Stored items:
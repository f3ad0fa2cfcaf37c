use chrono::{DateTime, Utc};
use sea_orm::entity::prelude::*;
use sea_orm::{ActiveModelTrait, IntoActiveModel, Set};
use serde::{Deserialize, Serialize};
use strum::EnumIter;

/// Student model representing the `students` table.
#[derive(Clone, Debug, PartialEq, DeriveEntityModel, Serialize, Deserialize)]
#[sea_orm(table_name = "students")]
pub struct Model {
    #[sea_orm(primary_key)]
    pub id: i64,
    pub school_id: i64,
    pub first_name: String,
    pub last_name: String,
    pub email: String,
    pub deleted: bool,
    pub created_at: DateTime<Utc>,
    pub updated_at: DateTime<Utc>,
}

#[derive(Copy, Clone, Debug, EnumIter, DeriveRelation)]
pub enum Relation {
    #[sea_orm(
        belongs_to = "super::school::Entity",
        from = "Column::SchoolId",
        to = "super::school::Column::Id"
    )]
    School,
    #[sea_orm(has_many = "super::student_test_result::Entity")]
    StudentTestResult,
}

impl Related<super::school::Entity> for Entity {
    fn to() -> RelationDef {
        Relation::School.def()
    }
}

impl Related<super::student_test_result::Entity> for Entity {
    fn to() -> RelationDef {
        Relation::StudentTestResult.def()
    }
}

impl ActiveModelBehavior for ActiveModel {}

impl Model {
    pub async fn create(
        db: &DatabaseConnection,
        school_id: i64,
        first_name: &str,
        last_name: &str,
        email: &str,
    ) -> Result<Self, DbErr> {
        let now = Utc::now();
        let active = ActiveModel {
            school_id: Set(school_id),
            first_name: Set(first_name.to_string()),
            last_name: Set(last_name.to_string()),
            email: Set(email.to_string()),
            deleted: Set(false),
            created_at: Set(now),
            updated_at: Set(now),
            ..Default::default()
        };
        active.insert(db).await
    }

    pub async fn get_by_id(db: &DatabaseConnection, id: i64) -> Result<Option<Self>, DbErr> {
        Entity::find_by_id(id).one(db).await
    }

    /// Get all non-deleted students for a school.
    pub async fn get_by_school_id(
        db: &DatabaseConnection,
        school_id: i64,
    ) -> Result<Vec<Self>, DbErr> {
        Entity::find()
            .filter(Column::SchoolId.eq(school_id))
            .filter(Column::Deleted.eq(false))
            .all(db)
            .await
    }

    /// Soft-delete a student.
    pub async fn mark_deleted(db: &DatabaseConnection, id: i64) -> Result<Self, DbErr> {
        let student = Entity::find_by_id(id)
            .one(db)
            .await?
            .ok_or_else(|| DbErr::RecordNotFound(format!("Student ID {id} not found")))?;
        let mut active = student.into_active_model();
        active.deleted = Set(true);
        active.updated_at = Set(Utc::now());
        active.update(db).await
    }
}
use sea_orm_migration::prelude::*;

pub struct Migration;

impl MigrationName for Migration {
    fn name(&self) -> &str {
        "m202607150002_create_schools"
    }
}

#[async_trait::async_trait]
impl MigrationTrait for Migration {
    async fn up(&self, manager: &SchemaManager) -> Result<(), DbErr> {
        manager
            .create_table(
                Table::create()
                    .table(Alias::new("schools"))
                    .if_not_exists()
                    .col(ColumnDef::new(Alias::new("id")).integer().not_null().auto_increment().primary_key())
                    .col(ColumnDef::new(Alias::new("name")).string().not_null())
                    .col(ColumnDef::new(Alias::new("code")).string().not_null().unique_key())
                    .col(ColumnDef::new(Alias::new("created_at")).timestamp().not_null().default(Expr::cust("CURRENT_TIMESTAMP")))
                    .col(ColumnDef::new(Alias::new("updated_at")).timestamp().not_null().default(Expr::cust("CURRENT_TIMESTAMP")))
                    .to_owned(),
            )
            .await
    }

    async fn down(&self, manager: &SchemaManager) -> Result<(), DbErr> {
        manager
            .drop_table(Table::drop().table(Alias::new("schools")).to_owned())
            .await
    }
}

Task requirements:
Go through the data and return each line where the word "impl" appears.

Exercise solution:
impl Related<super::school::Entity> for Entity {
impl Related<super::student_test_result::Entity> for Entity {
impl ActiveModelBehavior for ActiveModel {}
impl Model {
impl MigrationName for Migration {
impl MigrationTrait for Migration {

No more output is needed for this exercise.